Passeata

Às vezes eu me pergunto por que sou tão maluca. Mas aí a dúvida passa e me vem a certeza que ninguém deveria ser normal. Nesse ponto já estou eu gritando na rua.

No fundo, não me importo, nunca me importei. Penso que se todas as pessoas gritassem na rua, o mundo seria - de fato - mais barulhento. Mas não seria também mais colorido? Mais autêntico?

Haveria, claro, os que se esconderiam por debaixo de mesas, fugindo dos malucos que conversam e cantam sozinhos nas ruas. Acho justo.

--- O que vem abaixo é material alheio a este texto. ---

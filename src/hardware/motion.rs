//! Rotary Stage Motion Control
//!
//! Two stepper-driven rotary stages share one ASCII command protocol:
//!
//! - Format: ASCII command lines over RS-232, terminated by `\r`
//! - Baud: 9600, 8N1, no flow control
//! - Every command is answered by one `\r`-terminated acknowledgment:
//!   `ok`, `v <value>` for reads, or `e <code>` for a rejected command
//!
//! | Command         | Meaning                                   |
//! |-----------------|-------------------------------------------|
//! | `s r0x24 31`    | desired state: trajectory-driven stepper  |
//! | `s r0xc8 256`   | profile type: relative trapezoidal move   |
//! | `s r0xca <n>`   | move distance in encoder counts           |
//! | `s r0xcb <n>`   | maximum velocity (0.1 counts/s)           |
//! | `t 1` / `t 0`   | start / stop the configured trajectory    |
//!
//! There is no motion-complete event. The controller tracks the commanded
//! position only and callers settle for a fixed duration after each start.

use crate::config::{AxisConfig, MotionConfig};
use crate::error::{AppResult, ScanError};
use crate::serial::SharedPort;
use async_trait::async_trait;
use serde::{Deserialize, Serialize};
use std::fmt;
use std::io;
use std::sync::atomic::{AtomicI64, Ordering};
use std::time::Duration;
use tokio::io::{AsyncBufReadExt, AsyncWriteExt};
use tracing::{debug, instrument, warn};

/// Command terminator on the wire.
pub const TERMINATOR: u8 = b'\r';

/// Which rotary stage a command addresses.
#[derive(Debug, Clone, Copy, PartialEq, Eq, Hash, Serialize, Deserialize)]
#[serde(rename_all = "lowercase")]
pub enum Actuator {
    /// Coarse stage rotating the transmitter (source) transducer
    Large,
    /// Fine stage rotating the receiver transducer
    Small,
}

impl Actuator {
    /// Both actuators in initialization order.
    pub const ALL: [Actuator; 2] = [Actuator::Large, Actuator::Small];

    fn index(self) -> usize {
        match self {
            Actuator::Large => 0,
            Actuator::Small => 1,
        }
    }
}

impl fmt::Display for Actuator {
    fn fmt(&self, f: &mut fmt::Formatter<'_>) -> fmt::Result {
        match self {
            Actuator::Large => write!(f, "large"),
            Actuator::Small => write!(f, "small"),
        }
    }
}

/// One command/acknowledgment channel to a motor controller.
///
/// Implementations return the raw acknowledgment line without its terminator;
/// interpretation happens in [`MotionController`].
#[async_trait]
pub trait MotionEndpoint: Send + Sync {
    /// Send `command` and wait for the acknowledgment line.
    async fn send(&self, command: &str) -> io::Result<Vec<u8>>;
}

/// [`MotionEndpoint`] over any async byte stream.
pub struct AsciiEndpoint {
    port: SharedPort,
    timeout: Duration,
}

impl AsciiEndpoint {
    /// Wrap an already opened port.
    pub fn new(port: SharedPort, timeout: Duration) -> Self {
        Self { port, timeout }
    }

    /// Open the serial port configured for `actuator`.
    #[cfg(feature = "instrument_serial")]
    pub async fn open(actuator: Actuator, axis: &AxisConfig) -> AppResult<Self> {
        let mut port = crate::serial::open_controller_port(&axis.port, axis.baud_rate)
            .await
            .map_err(|e| ScanError::CommandFailed {
                actuator,
                command: format!("open {}", axis.port),
                reason: e.to_string(),
            })?;

        let discarded = crate::serial::discard_pending(&mut port, Duration::from_millis(50)).await;
        if discarded > 0 {
            debug!(%actuator, discarded, "Discarded stale bytes");
        }
        let shared = crate::serial::wrap_shared(Box::new(port));

        Ok(Self::new(shared, axis.response_timeout))
    }
}

#[async_trait]
impl MotionEndpoint for AsciiEndpoint {
    async fn send(&self, command: &str) -> io::Result<Vec<u8>> {
        let mut port = self.port.lock().await;

        let mut line = Vec::with_capacity(command.len() + 1);
        line.extend_from_slice(command.as_bytes());
        line.push(TERMINATOR);

        let writer = port.get_mut();
        writer.write_all(&line).await?;
        writer.flush().await?;

        let mut reply = Vec::new();
        match tokio::time::timeout(self.timeout, port.read_until(TERMINATOR, &mut reply)).await {
            Ok(read) => {
                read?;
            }
            Err(_) => {
                return Err(io::Error::new(
                    io::ErrorKind::TimedOut,
                    format!("no acknowledgment within {:?}", self.timeout),
                ))
            }
        }

        if reply.last() == Some(&TERMINATOR) {
            reply.pop();
        }
        Ok(reply)
    }
}

/// Check one acknowledgment line, returning its trimmed text.
pub fn parse_acknowledgment(reply: &[u8]) -> Result<String, String> {
    let text = std::str::from_utf8(reply)
        .map_err(|_| format!("non-UTF-8 acknowledgment {reply:02x?}"))?
        .trim();

    if text.is_empty() {
        return Err("empty acknowledgment".to_string());
    }
    if text.starts_with('e') {
        return Err(format!("controller error code '{text}'"));
    }
    if text == "ok" || text.starts_with("v ") {
        return Ok(text.to_string());
    }
    Err(format!("unexpected acknowledgment '{text}'"))
}

/// Sequences commands to both stages and tracks their commanded positions.
pub struct MotionController {
    large: Box<dyn MotionEndpoint>,
    small: Box<dyn MotionEndpoint>,
    config: MotionConfig,
    expected: [AtomicI64; 2],
}

impl MotionController {
    /// Build a controller over two endpoints.
    pub fn new(
        config: MotionConfig,
        large: Box<dyn MotionEndpoint>,
        small: Box<dyn MotionEndpoint>,
    ) -> Self {
        Self {
            large,
            small,
            config,
            expected: [AtomicI64::new(0), AtomicI64::new(0)],
        }
    }

    /// Open both configured serial ports.
    #[cfg(feature = "instrument_serial")]
    pub async fn connect(config: &MotionConfig) -> AppResult<Self> {
        let large = AsciiEndpoint::open(Actuator::Large, &config.large).await?;
        let small = AsciiEndpoint::open(Actuator::Small, &config.small).await?;
        Ok(Self::new(config.clone(), Box::new(large), Box::new(small)))
    }

    /// Motion configuration in use.
    pub fn config(&self) -> &MotionConfig {
        &self.config
    }

    /// Axis configuration for `actuator`.
    pub fn axis(&self, actuator: Actuator) -> &AxisConfig {
        match actuator {
            Actuator::Large => &self.config.large,
            Actuator::Small => &self.config.small,
        }
    }

    fn endpoint(&self, actuator: Actuator) -> &dyn MotionEndpoint {
        match actuator {
            Actuator::Large => self.large.as_ref(),
            Actuator::Small => self.small.as_ref(),
        }
    }

    /// Send one command and validate its acknowledgment.
    pub async fn command(&self, actuator: Actuator, command: &str) -> AppResult<String> {
        let failed = |reason: String| ScanError::CommandFailed {
            actuator,
            command: command.to_string(),
            reason,
        };

        let reply = self
            .endpoint(actuator)
            .send(command)
            .await
            .map_err(|e| failed(e.to_string()))?;
        let ack = parse_acknowledgment(&reply).map_err(failed)?;

        debug!(%actuator, command, ack = %ack, "Command acknowledged");
        Ok(ack)
    }

    /// Put both stages into relative trapezoidal stepper mode with their
    /// configured step distance and velocity limit.
    #[instrument(skip(self), err)]
    pub async fn initialize(&self) -> AppResult<()> {
        for actuator in Actuator::ALL {
            let axis = self.axis(actuator);
            self.command(actuator, "s r0x24 31").await?;
            self.command(actuator, "s r0xc8 256").await?;
            self.set_distance(actuator, axis.step_counts).await?;
            self.command(actuator, &format!("s r0xcb {}", axis.max_velocity))
                .await?;
        }
        Ok(())
    }

    /// Set the relative distance of the next trajectory.
    pub async fn set_distance(&self, actuator: Actuator, counts: i64) -> AppResult<()> {
        self.command(actuator, &format!("s r0xca {counts}"))
            .await
            .map(|_| ())
    }

    /// Start the configured trajectory.
    pub async fn start(&self, actuator: Actuator) -> AppResult<()> {
        self.command(actuator, "t 1").await.map(|_| ())
    }

    /// Stop any trajectory in progress.
    pub async fn stop(&self, actuator: Actuator) -> AppResult<()> {
        self.command(actuator, "t 0").await.map(|_| ())
    }

    /// Move `actuator` by `counts` relative to its current position.
    ///
    /// Returns once the start is acknowledged; callers settle afterwards.
    #[instrument(skip(self), err)]
    pub async fn move_by(&self, actuator: Actuator, counts: i64) -> AppResult<()> {
        self.set_distance(actuator, counts).await?;
        self.start(actuator).await?;
        self.expected[actuator.index()].fetch_add(counts, Ordering::SeqCst);
        Ok(())
    }

    /// Move `actuator` by one configured scan step.
    pub async fn step(&self, actuator: Actuator) -> AppResult<()> {
        self.move_by(actuator, self.axis(actuator).step_counts).await
    }

    /// Sum of all acknowledged moves of `actuator` since construction.
    pub fn expected_counts(&self, actuator: Actuator) -> i64 {
        self.expected[actuator.index()].load(Ordering::SeqCst)
    }

    /// Best-effort stop of both stages; failures are logged.
    pub async fn stop_all(&self) {
        for actuator in Actuator::ALL {
            if let Err(e) = self.stop(actuator).await {
                warn!(%actuator, error = %e, "Stop command failed");
            }
        }
    }
}

/// Wait a fixed duration for a stage to come to rest.
pub async fn settle(duration: Duration) {
    if !duration.is_zero() {
        debug!(?duration, "Settling");
        tokio::time::sleep(duration).await;
    }
}

#[cfg(test)]
mod tests {
    use super::*;
    use crate::hardware::mock::SimulatedEndpoint;
    use crate::serial::wrap_shared;
    use tokio::io::{AsyncReadExt, AsyncWriteExt};

    fn simulated_controller() -> (MotionController, SimulatedEndpoint, SimulatedEndpoint) {
        let large = SimulatedEndpoint::new();
        let small = SimulatedEndpoint::new();
        let controller = MotionController::new(
            MotionConfig::default(),
            Box::new(large.clone()),
            Box::new(small.clone()),
        );
        (controller, large, small)
    }

    #[test]
    fn acknowledgment_validation() {
        assert_eq!(parse_acknowledgment(b"ok").unwrap(), "ok");
        assert_eq!(parse_acknowledgment(b"v 31").unwrap(), "v 31");
        assert!(parse_acknowledgment(b"").is_err());
        assert!(parse_acknowledgment(b"  ").is_err());
        assert!(parse_acknowledgment(b"e 33").is_err());
        assert!(parse_acknowledgment(&[0xff, 0xfe]).is_err());
        assert!(parse_acknowledgment(b"garbage").is_err());
    }

    #[tokio::test]
    async fn command_is_cr_terminated_on_the_wire() {
        let (mut host, device) = tokio::io::duplex(64);
        let endpoint = AsciiEndpoint::new(wrap_shared(Box::new(device)), Duration::from_secs(1));

        let responder = tokio::spawn(async move {
            let mut buf = vec![0u8; 64];
            let n = host.read(&mut buf).await.unwrap();
            host.write_all(b"ok\r").await.unwrap();
            buf.truncate(n);
            buf
        });

        let reply = endpoint.send("s r0xca 750000").await.unwrap();
        assert_eq!(reply, b"ok");
        assert_eq!(responder.await.unwrap(), b"s r0xca 750000\r");
    }

    #[tokio::test]
    async fn missing_acknowledgment_times_out() {
        let (_host, device) = tokio::io::duplex(64);
        let endpoint =
            AsciiEndpoint::new(wrap_shared(Box::new(device)), Duration::from_millis(20));
        let controller = MotionController::new(
            MotionConfig::default(),
            Box::new(endpoint),
            Box::new(SimulatedEndpoint::new()),
        );

        let err = controller.start(Actuator::Large).await.unwrap_err();
        match err {
            ScanError::CommandFailed {
                actuator, command, ..
            } => {
                assert_eq!(actuator, Actuator::Large);
                assert_eq!(command, "t 1");
            }
            other => panic!("unexpected error {other:?}"),
        }
    }

    #[tokio::test]
    async fn error_code_fails_command() {
        let large = SimulatedEndpoint::new();
        let small = SimulatedEndpoint::new().failing_on("t 1");
        let controller =
            MotionController::new(MotionConfig::default(), Box::new(large), Box::new(small));

        let err = controller.move_by(Actuator::Small, 100).await.unwrap_err();
        assert!(matches!(err, ScanError::CommandFailed { actuator: Actuator::Small, .. }));
        assert_eq!(controller.expected_counts(Actuator::Small), 0);
    }

    #[tokio::test]
    async fn initialize_sends_profile_in_order() {
        let (controller, large, small) = simulated_controller();
        controller.initialize().await.unwrap();

        assert_eq!(
            large.commands(),
            vec!["s r0x24 31", "s r0xc8 256", "s r0xca -1800000", "s r0xcb 3400000"]
        );
        assert_eq!(
            small.commands(),
            vec!["s r0x24 31", "s r0xc8 256", "s r0xca 750000", "s r0xcb 5000000"]
        );
    }

    #[tokio::test]
    async fn expected_counts_track_commanded_moves() {
        let (controller, _large, small) = simulated_controller();

        controller.move_by(Actuator::Small, -1_500_000).await.unwrap();
        controller.step(Actuator::Small).await.unwrap();
        controller.step(Actuator::Small).await.unwrap();

        assert_eq!(controller.expected_counts(Actuator::Small), 0);
        assert_eq!(controller.expected_counts(Actuator::Large), 0);
        assert_eq!(
            small.commands(),
            vec!["s r0xca -1500000", "t 1", "s r0xca 750000", "t 1", "s r0xca 750000", "t 1"]
        );
    }
}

Nós, os doidos, já ficamos tanto tempo escondidos debaixo dessas mesmas mesas e tossindo poeira por detrás de cortinas velhas que já criamos um universo individual com as colônias de ácaros.

Quem foi que criou a definição de loucura? Quem foi que engessou a normalidade? Com certeza foi alguém que nunca quebrou osso nenhum, ou conheceria a coceira inquietante que acontece ali por dentro. Nós, os anormais, somos a coceira. Nós incomodamos, não é? É, eu sei.

Vai ver a doideira incomoda porque vem de dentro, porque dispensa o filtro. Na minha insana opinião, a única coisa que realmente precisa de filtro é café. Gente não. Gente é pra ferver junto da água. Ah, se as crianças pudessem continuar bebendo do café da infância... 

Juro que amanhã saio na rua e grito: "Uni-vos, gente doida! Dai as mãos, povo maluco!". Alguém vai querer me prender, mas ah... A verdade é que ninguém sobrevive à sobriedade.